_Required action:_ Filter the listing so that only lines with the word "nvim" remain.

_Information:_
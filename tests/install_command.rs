#![allow(
    clippy::expect_used,
    clippy::unwrap_used,
    clippy::wildcard_imports,
    clippy::indexing_slicing
)]
//! Integration tests for the `install` command.
//!
//! These run [`install`] end to end against a temporary repository and home,
//! with the package step skipped and an executor that finds no programs.
#![cfg(unix)]

mod common;

use common::{IntegrationTestContext, context_with_config, links_only, setup_repo};
use dotfiles_installer::commands::install::install;
use dotfiles_installer::config::Config;
use dotfiles_installer::config::links::{LINKS, LinkSpec};
use dotfiles_installer::error::InstallError;
use dotfiles_installer::tasks::RunOptions;

// ---------------------------------------------------------------------------
// Snapshot: link table
// ---------------------------------------------------------------------------

/// Snapshot of the link table in creation order.
///
/// Any addition, removal, or reorder of a link fails this test and needs a
/// deliberate snapshot update.
#[test]
fn link_table() {
    let table: Vec<String> = LINKS
        .iter()
        .map(|l| format!("{} -> {}", l.source, l.destination))
        .collect();
    insta::assert_snapshot!("link_table", table.join("\n"));
}

// ---------------------------------------------------------------------------
// Fresh install
// ---------------------------------------------------------------------------

#[test]
fn fresh_install_links_everything() {
    let t = IntegrationTestContext::new();
    let (ctx, log) = t.context(links_only());

    let report = install(&ctx).unwrap();

    assert!(report.is_success());
    assert!(report.problems.is_empty());
    assert_eq!(log.failure_count(), 0);
    for link in LINKS {
        let dest = t.home().join(link.destination);
        let target = std::fs::read_link(&dest).expect("destination is a symlink");
        assert_eq!(target, t.root().canonicalize().unwrap().join(link.source));
    }
}

#[test]
fn second_install_changes_nothing() {
    let t = IntegrationTestContext::new();
    let (ctx, _log) = t.context(links_only());
    install(&ctx).unwrap();
    let before = std::fs::symlink_metadata(t.home().join(".config/fish"))
        .unwrap()
        .modified()
        .unwrap();

    let (ctx, _log) = t.context(links_only());
    let report = install(&ctx).unwrap();

    assert!(report.is_success());
    assert!(report.problems.is_empty());
    let after = std::fs::symlink_metadata(t.home().join(".config/fish"))
        .unwrap()
        .modified()
        .unwrap();
    assert_eq!(before, after, "correct link must not be recreated");
}

#[test]
fn tmux_link_is_created_directly_under_home() {
    let t = IntegrationTestContext::new();
    let (ctx, _log) = t.context(links_only());

    install(&ctx).unwrap();

    let dest = t.home().join(".tmux.conf");
    assert!(dest.symlink_metadata().unwrap().file_type().is_symlink());
    assert_eq!(std::fs::read_to_string(dest).unwrap(), "# test\n");
}

// ---------------------------------------------------------------------------
// Problems
// ---------------------------------------------------------------------------

#[test]
fn missing_source_is_reported_once_and_others_still_link() {
    let t = IntegrationTestContext::new();
    t.remove_source("starship");
    let (ctx, _log) = t.context(links_only());

    let report = install(&ctx).unwrap();

    assert!(!report.is_success());
    let failures: Vec<&InstallError> = report.failures().collect();
    assert_eq!(failures.len(), 1);
    assert!(matches!(
        failures[0],
        InstallError::MissingSource { path } if path.ends_with("starship")
    ));
    assert!(!t.home().join(".config/starship").exists());
    for dest in [".config/ghostty", ".tmux.conf", ".config/fish", ".config/nvim"] {
        assert!(
            t.home().join(dest).symlink_metadata().is_ok(),
            "{dest} should be linked"
        );
    }
}

#[test]
fn unlinkable_destination_is_reported_and_others_still_link() {
    let t = IntegrationTestContext::new();
    std::fs::write(t.home().join("blocker"), "a file, not a directory").unwrap();
    let mut config = Config::new(t.root(), t.home());
    config.links.insert(
        1,
        LinkSpec {
            source: "fish",
            destination: "blocker/fish",
        },
    );
    let (ctx, _log) = context_with_config(config, links_only());

    let report = install(&ctx).unwrap();

    assert!(!report.is_success());
    let failures: Vec<&InstallError> = report.failures().collect();
    assert_eq!(failures.len(), 1);
    assert!(matches!(
        failures[0],
        InstallError::LinkCreationFailed { destination, .. }
            if destination.ends_with("blocker/fish")
    ));
    for link in LINKS {
        assert!(
            std::fs::read_link(t.home().join(link.destination)).is_ok(),
            "{} should be linked",
            link.destination
        );
    }
}

#[test]
fn repository_checked_out_at_a_destination_is_left_intact() {
    let home = tempfile::tempdir().unwrap();
    let repo = home.path().join(".config");
    setup_repo(&repo);
    let (ctx, _log) = context_with_config(Config::new(&repo, home.path()), links_only());

    let report = install(&ctx).unwrap();

    assert!(!report.is_success());
    let failures: Vec<&InstallError> = report.failures().collect();
    assert_eq!(failures.len(), 4);
    assert!(
        failures
            .iter()
            .all(|f| matches!(f, InstallError::LinkCreationFailed { .. }))
    );
    for source in [
        "ghostty/config",
        "fish/config.fish",
        "starship/starship.toml",
        "nvim/init.lua",
    ] {
        let path = repo.join(source);
        assert!(path.is_file(), "{} must survive", path.display());
        assert!(!path.parent().unwrap().is_symlink());
    }
    assert!(std::fs::read_link(home.path().join(".tmux.conf")).is_ok());
}

#[test]
fn unwritable_config_root_is_fatal() {
    let t = IntegrationTestContext::new();
    let home = t.home().join("not-a-dir");
    std::fs::write(&home, "file").unwrap();
    let (ctx, log) = t.context_for_home(&home, links_only());

    let err = install(&ctx).unwrap_err();

    assert!(matches!(err, InstallError::DestinationRootUnwritable { .. }));
    assert!(log.task_entries().is_empty());
}

#[test]
fn missing_package_manager_is_a_warning() {
    let t = IntegrationTestContext::new();
    let (ctx, _log) = t.context(RunOptions::default());

    let report = install(&ctx).unwrap();

    assert!(report.is_success());
    let warnings: Vec<&InstallError> = report.warnings().collect();
    assert_eq!(warnings.len(), 1);
    assert!(matches!(
        warnings[0],
        InstallError::PackageManagerUnavailable { program } if program == "brew"
    ));
}

#[test]
fn shell_change_without_fish_is_a_warning() {
    if std::env::var("SHELL").is_ok_and(|s| s.ends_with("/fish")) {
        return;
    }
    let t = IntegrationTestContext::new();
    let options = RunOptions {
        set_shell: true,
        ..links_only()
    };
    let (ctx, _log) = t.context(options);

    let report = install(&ctx).unwrap();

    assert!(report.is_success());
    assert!(
        report
            .warnings()
            .any(|w| matches!(w, InstallError::ShellChangeFailed { .. }))
    );
}

// ---------------------------------------------------------------------------
// Existing destinations
// ---------------------------------------------------------------------------

#[test]
fn repository_wins_over_existing_file_and_directory() {
    let t = IntegrationTestContext::new();
    std::fs::write(t.home().join(".tmux.conf"), "local").unwrap();
    let nvim = t.home().join(".config/nvim");
    std::fs::create_dir_all(nvim.join("lua")).unwrap();
    std::fs::write(nvim.join("lua/local.lua"), "-- local").unwrap();
    let (ctx, _log) = t.context(links_only());

    let report = install(&ctx).unwrap();

    assert!(report.is_success());
    assert!(std::fs::read_link(t.home().join(".tmux.conf")).is_ok());
    assert!(std::fs::read_link(&nvim).is_ok());
    assert!(!t.home().join(".tmux.conf.backup").exists());
}

#[test]
fn stale_link_is_replaced() {
    let t = IntegrationTestContext::new();
    std::fs::create_dir_all(t.home().join(".config")).unwrap();
    std::os::unix::fs::symlink("/nonexistent/fish", t.home().join(".config/fish")).unwrap();
    let (ctx, _log) = t.context(links_only());

    install(&ctx).unwrap();

    let target = std::fs::read_link(t.home().join(".config/fish")).unwrap();
    assert_eq!(target, t.root().canonicalize().unwrap().join("fish"));
}

#[test]
fn backup_keeps_existing_file() {
    let t = IntegrationTestContext::new();
    std::fs::write(t.home().join(".tmux.conf"), "local").unwrap();
    let options = RunOptions {
        backup: true,
        ..links_only()
    };
    let (ctx, _log) = t.context(options);

    install(&ctx).unwrap();

    let backup = t.home().join(".tmux.conf.backup");
    assert_eq!(std::fs::read_to_string(backup).unwrap(), "local");
    assert!(std::fs::read_link(t.home().join(".tmux.conf")).is_ok());
}

#[test]
fn dry_run_leaves_home_untouched() {
    let t = IntegrationTestContext::new();
    let options = RunOptions {
        dry_run: true,
        ..links_only()
    };
    let (ctx, _log) = t.context(options);

    let report = install(&ctx).unwrap();

    assert!(report.is_success());
    assert_eq!(std::fs::read_dir(t.home()).unwrap().count(), 0);
}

_Response to this exercise:_
    for dest in [".config/ghostty", ".tmux.conf", ".config/fish", ".config/nvim"] {
        "nvim/init.lua",
    let nvim = t.home().join(".config/nvim");
    std::fs::create_dir_all(nvim.join("lua")).unwrap();
    std::fs::write(nvim.join("lua/local.lua"), "-- local").unwrap();
    assert!(std::fs::read_link(&nvim).is_ok());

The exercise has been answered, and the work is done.